The last few years of my life have completely revolved around the craft community in Atlanta. I love craft. I love making things, but more importantly I love interacting with people that are eager to create something by hand. There's something so empowering when you have that type of control over your own wishes, and I've been lucky enough to participate in a lot of incredible events and teach others to sew, embroider, craft their hearts out.

Teaching led to writing about craft with Handmade Charlotte, my words hitting the blogs of some sewing giants including Bernina (heart swells) and Coats & Clark. I blogged for my own business, Stitches & Crafts, but that never quite remained consistent because of my other professional duties. I'm always quick to immerse myself in the brand's voice at hand, but always struggled when it was so close to home. So, I stuck to a Tumblr "blog" that turned into an inventory of skull & design related photos. It was easier to point to what I was thinking, spamming the world with reblogged photos that a billion other people were using to represent themselves.

All the new things

A few months ago I made a complete professional pivot. I joined an incredible company that aligns perfectly with my eternal passion for education, The Iron Yard. Craft as a professional field no longer felt necessary, as I had fallen into the classic case of don't turn your hobby into a profession.

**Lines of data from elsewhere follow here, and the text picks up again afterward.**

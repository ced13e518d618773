//! Parts import module.
//!
//! Parts are unique per `(part_number, customer_id)` and carry a quantity
//! price-break array materialized from detected `qty<N>`/`price<N>` column
//! pairs.

use serde_json::{json, Map, Value};

use crate::config::{
    ColumnPairConfig, CustomerLinkConfig, FieldDefinition, FieldType, ImportModuleConfig,
    TransformContext,
};
use crate::import::parse_number;

/// Materialize the pricing tiers from the raw qty/price columns.
///
/// Pairs with a missing or unparseable half are dropped, quantities must be
/// positive and prices non-negative. Tiers come out sorted by quantity.
fn pricing_tiers(record: &mut Map<String, Value>, ctx: &TransformContext) {
    let mut tiers: Vec<(i64, f64)> = Vec::new();
    for (qty_col, price_col) in ctx.pricing_pairs {
        let qty = ctx
            .row
            .get(qty_col)
            .and_then(|v| parse_number(v.trim()))
            .map(|q| q as i64);
        let price = ctx
            .row
            .get(price_col)
            .and_then(|v| parse_number(v.trim()))
            .map(|p| (p * 100.0).round() / 100.0);
        if let (Some(qty), Some(price)) = (qty, price) {
            if qty > 0 && price >= 0.0 {
                tiers.push((qty, price));
            }
        }
    }
    tiers.sort_by_key(|(qty, _)| *qty);

    let tiers: Vec<Value> = tiers
        .into_iter()
        .map(|(qty, price)| json!({"qty": qty, "price": price}))
        .collect();
    record.insert("pricing".to_string(), Value::Array(tiers));
}

pub fn config() -> ImportModuleConfig {
    let schema = vec![
        FieldDefinition::new("part_number", FieldType::String)
            .required()
            .describe("Unique part identifier (unique per customer or globally for generic parts)")
            .patterns(&[
                r"part[_\s-]?(number|num|no|#|id|code)?$",
                r"(pn|sku|item[_\s-]?(number|num|no|code)?)$",
                r"(product[_\s-]?code|product[_\s-]?id|product[_\s-]?number)$",
                r"(component|assembly)[_\s-]?(number|id|code)$",
                r"(part|item|product)$",
            ]),
        FieldDefinition::new("customer_code", FieldType::String)
            .describe("Customer code to associate this part with (by-column matching)")
            .patterns(&[
                r"(customer[_\s-]?(code|id|number|#)?|cust[_\s-]?(code|id))$",
                r"(client[_\s-]?(code|id)|account[_\s-]?(code|id))$",
            ]),
        FieldDefinition::new("description", FieldType::String)
            .describe("Part description or name")
            .patterns(&[
                r"(description|desc|part[_\s-]?desc(ription)?)$",
                r"(name|title|label|part[_\s-]?name)$",
                r"(product|item|part)[_\s-]?(name|description)$",
            ]),
        FieldDefinition::new("material_cost", FieldType::Number)
            .describe("Material cost per unit (numeric, max 2 decimal places)")
            .patterns(&[
                r"(material[_\s-]?cost|mat[_\s-]?cost|raw[_\s-]?cost)$",
                r"(unit[_\s-]?cost|base[_\s-]?cost|cost[_\s-]?per[_\s-]?unit)$",
                r"(cost|material|raw[_\s-]?material[_\s-]?cost)$",
            ]),
        FieldDefinition::new("notes", FieldType::String)
            .describe("Internal notes about this part")
            .patterns(&[r"(notes?|comments?|remarks?|memo|internal[_\s-]?notes?)$"]),
    ];

    let mut config = ImportModuleConfig::new("parts", "parts", schema);
    // Simple uniqueness does not apply; parts are unique per customer
    config.composite_unique = vec![vec!["part_number".to_string(), "customer_id".to_string()]];
    config.column_pair_config = Some(ColumnPairConfig::new(
        r"(?:qty|quantity|minqty|min_qty_?)(\d+)$",
        r"(?:price|unitprice|unit_price_?)(\d+)$",
        "pricing",
    ));
    config.customer_link = Some(CustomerLinkConfig {
        code_field: "customer_code".to_string(),
        customer_table: "customers".to_string(),
        code_column: "customer_code".to_string(),
        target_field: "customer_id".to_string(),
    });
    config.pre_insert_transform = Some(pricing_tiers);
    config.domain_hints = [
        "part", "product", "item", "component", "assembly", "sku", "material", "cost", "price",
        "qty", "quantity", "customer", "client", "description", "note",
    ]
    .iter()
    .map(|s| s.to_string())
    .collect();
    config
}
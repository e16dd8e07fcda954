mod common;

use common::*;
use embedded_hal::i2c::ErrorKind;
use embedded_hal_mock::eh1::i2c::{Mock as I2cMock, Transaction as I2cTrans};
use stusb4500_nvm::data_types::{Config, DEFAULT_POLL_ATTEMPTS, Pdo, PollLimit};
use stusb4500_nvm::nvm::NvmSession;
use stusb4500_nvm::{Error, FACTORY_DEFAULTS, Stusb4500};

#[test]
fn new_reads_all_sectors() {
    let expectations = read_sequence(&FACTORY_DEFAULTS);
    let mock = I2cMock::new(&expectations);
    let driver = Stusb4500::new(mock).unwrap();
    assert!(driver.is_factory_defaults());
    assert_eq!(driver.address(), ADDR);
    assert_eq!(driver.voltage_mv(Pdo::Pdo2), 15_000);
    driver.free().done();
}

#[test]
fn custom_address_is_used_on_the_bus() {
    let expectations = [I2cTrans::write(0x29, vec![0x95, 0x47]).with_error(ErrorKind::Other)];
    let mut mock = I2cMock::new(&expectations);
    let result = Stusb4500::with_address(mock.clone(), 0x29);
    assert!(matches!(result, Err(Error::I2c(ErrorKind::Other))));
    mock.done();
}

#[test]
fn busy_poll_repeats_until_request_clears() {
    let mut expectations = enter_test_mode();
    let zeros = [0u8; 40];
    let mut rest = read_sequence(&zeros).split_off(3);
    // sector 0: controller busy twice before finishing
    let mut sector0: Vec<I2cTrans> = rest.drain(..3).collect();
    sector0.push(busy());
    sector0.push(busy());
    expectations.extend(sector0);
    expectations.extend(rest);

    let mock = I2cMock::new(&expectations);
    let driver = Stusb4500::new(mock).unwrap();
    assert_eq!(driver.image().as_bytes(), &zeros);
    driver.free().done();
}

#[test]
fn poll_limit_turns_stuck_controller_into_timeout() {
    let mut expectations = enter_test_mode();
    expectations.extend(read_sector_setup(0));
    expectations.push(busy());
    expectations.push(busy());
    expectations.push(busy());

    let mut mock = I2cMock::new(&expectations);
    let config = Config::default().with_poll_limit(PollLimit::Attempts(3));
    let result = Stusb4500::with_config(mock.clone(), config);
    assert!(matches!(result, Err(Error::Timeout)));
    mock.done();
}

#[test]
fn single_attempt_budget_gives_up_where_unbounded_waits() {
    let mut expectations = enter_test_mode();
    expectations.extend(read_sector_setup(0));
    expectations.push(busy());

    let mut mock = I2cMock::new(&expectations);
    let config = Config::default().with_poll_limit(PollLimit::Attempts(1));
    let result = Stusb4500::with_config(mock.clone(), config);
    assert!(matches!(result, Err(Error::Timeout)));
    mock.done();

    let mut expectations = enter_test_mode();
    let mut rest = read_sequence(&FACTORY_DEFAULTS).split_off(3);
    let mut sector0: Vec<I2cTrans> = rest.drain(..3).collect();
    sector0.push(busy());
    sector0.push(busy());
    expectations.extend(sector0);
    expectations.extend(rest);

    let mock = I2cMock::new(&expectations);
    let config = Config::default().with_poll_limit(PollLimit::Unbounded);
    let driver = Stusb4500::with_config(mock, config).unwrap();
    assert!(driver.is_factory_defaults());
    driver.free().done();
}

#[test]
fn unbounded_poll_outlasts_default_budget() {
    let busy_reads = DEFAULT_POLL_ATTEMPTS as usize + 1;
    let mut expectations = enter_test_mode();
    let mut rest = read_sequence(&FACTORY_DEFAULTS).split_off(3);
    let sector0: Vec<I2cTrans> = rest.drain(..3).collect();
    expectations.extend(sector0);
    expectations.extend((0..busy_reads).map(|_| busy()));
    expectations.extend(rest);

    let mock = I2cMock::new(&expectations);
    let config = Config::default().with_poll_limit(PollLimit::Unbounded);
    let driver = Stusb4500::with_config(mock, config).unwrap();
    assert_eq!(driver.config().poll_limit, PollLimit::Unbounded);
    assert!(driver.is_factory_defaults());
    driver.free().done();
}

#[test]
fn set_poll_limit_applies_to_later_reads() {
    let mut expectations = read_sequence(&FACTORY_DEFAULTS);
    expectations.extend(enter_test_mode());
    expectations.extend(read_sector_setup(0));
    expectations.push(busy());

    let mock = I2cMock::new(&expectations);
    let mut driver = Stusb4500::new(mock).unwrap();
    assert_eq!(driver.config().poll_limit, PollLimit::default());

    driver.set_poll_limit(PollLimit::Attempts(1));
    assert_eq!(driver.config().poll_limit, PollLimit::Attempts(1));
    assert!(matches!(driver.read_parameters(), Err(Error::Timeout)));
    assert!(driver.is_factory_defaults());
    driver.free().done();
}

#[test]
fn write_parameters_programs_mirror() {
    let mut expectations = read_sequence(&FACTORY_DEFAULTS);
    let mut modified = FACTORY_DEFAULTS;
    modified[33] = 45; // PDO2 = 9 V
    modified[28] = (modified[28] & 0xF0) | 11; // PDO2 = 3 A
    expectations.extend(write_sequence(&modified));

    let mock = I2cMock::new(&expectations);
    let mut driver = Stusb4500::new(mock).unwrap();
    driver.set_voltage_mv(Pdo::Pdo2, 9_000);
    driver.set_current_ma(Pdo::Pdo2, 3_000);
    assert!(!driver.is_factory_defaults());
    driver.write_parameters().unwrap();
    driver.free().done();
}

#[test]
fn write_defaults_adopts_factory_image() {
    let zeros = [0u8; 40];
    let mut expectations = read_sequence(&zeros);
    expectations.extend(write_sequence(&FACTORY_DEFAULTS));

    let mock = I2cMock::new(&expectations);
    let mut driver = Stusb4500::new(mock).unwrap();
    assert!(!driver.is_factory_defaults());
    driver.write_defaults().unwrap();
    assert!(driver.is_factory_defaults());
    driver.free().done();
}

#[test]
fn write_bytes_rejects_short_buffer_without_bus_traffic() {
    let expectations = read_sequence(&FACTORY_DEFAULTS);
    let mock = I2cMock::new(&expectations);
    let mut driver = Stusb4500::new(mock).unwrap();
    let result = driver.write_bytes(&FACTORY_DEFAULTS[..32]);
    assert!(matches!(result, Err(Error::InvalidBufferLength(32))));
    driver.free().done();
}

#[test]
fn failed_write_stops_the_sequence() {
    // password, erase load, sector 0 buffer load, sector 0 poll, sector 1 program
    // load, sector 4 WRITE_PL load, exit burst, password relock
    for fail_at in [0, 5, 13, 17, 27, 48, WRITE_EXIT_AT, WRITE_EXIT_AT + 1] {
        let mut expectations = read_sequence(&[0u8; 40]);
        expectations.extend(failing_at(write_sequence(&FACTORY_DEFAULTS), fail_at));

        let mock = I2cMock::new(&expectations);
        let mut driver = Stusb4500::new(mock).unwrap();
        let result = driver.write_defaults();
        assert!(
            matches!(result, Err(Error::I2c(ErrorKind::Other))),
            "fail_at = {fail_at}"
        );
        // the image is only adopted once the whole sequence went through
        assert!(!driver.is_factory_defaults(), "fail_at = {fail_at}");
        driver.free().done();
    }
}

#[test]
fn failed_read_keeps_previous_mirror() {
    let mut expectations = read_sequence(&FACTORY_DEFAULTS);
    expectations.push(w(&[0x95, 0x47]).with_error(ErrorKind::Other));

    let mock = I2cMock::new(&expectations);
    let mut driver = Stusb4500::new(mock).unwrap();
    assert!(driver.read_parameters().is_err());
    assert!(driver.is_factory_defaults());
    driver.free().done();
}

#[test]
fn session_tracks_test_mode() {
    let mut expectations = vec![w(&[0x95, 0x47]).with_error(ErrorKind::Other)];
    expectations.push(w(&[0x95, 0x47]));
    expectations.push(w(&[0x96, 0x00]).with_error(ErrorKind::Other));
    expectations.extend(exit_test_mode());
    expectations.extend(enter_test_mode());
    expectations.push(w(&[0x96, 0xC0]).with_error(ErrorKind::Other));
    let mut mock = I2cMock::new(&expectations);

    {
        let mut session = NvmSession::new(&mut mock, ADDR, PollLimit::default());
        // rejected password: still locked
        assert!(session.enter_test_mode().is_err());
        assert!(!session.in_test_mode());
        // unlocked, then the reset write fails
        assert!(session.enter_test_mode().is_err());
        assert!(session.in_test_mode());
        session.exit_test_mode().unwrap();
        assert!(!session.in_test_mode());
    }
    {
        // dropped mid-read while unlocked
        let mut session = NvmSession::new(&mut mock, ADDR, PollLimit::default());
        session.enter_test_mode().unwrap();
        let mut sector = [0u8; 8];
        assert!(session.read_sector(0, &mut sector).is_err());
        assert!(session.in_test_mode());
    }
    mock.done();
}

Save the fun stuff for when you need it, right? It's a refreshing shift, and I feel mentally challenged for the first time in years.

Making a professional shift that's so perfectly aligned with my passions but not necessarily my hobbies means it's become easier to separate who I am from who my business is. This means re-structuring my own brand as an individual, and finding out what that voice is when it comes to writing. Still sorting out the details, but I'll keep you posted.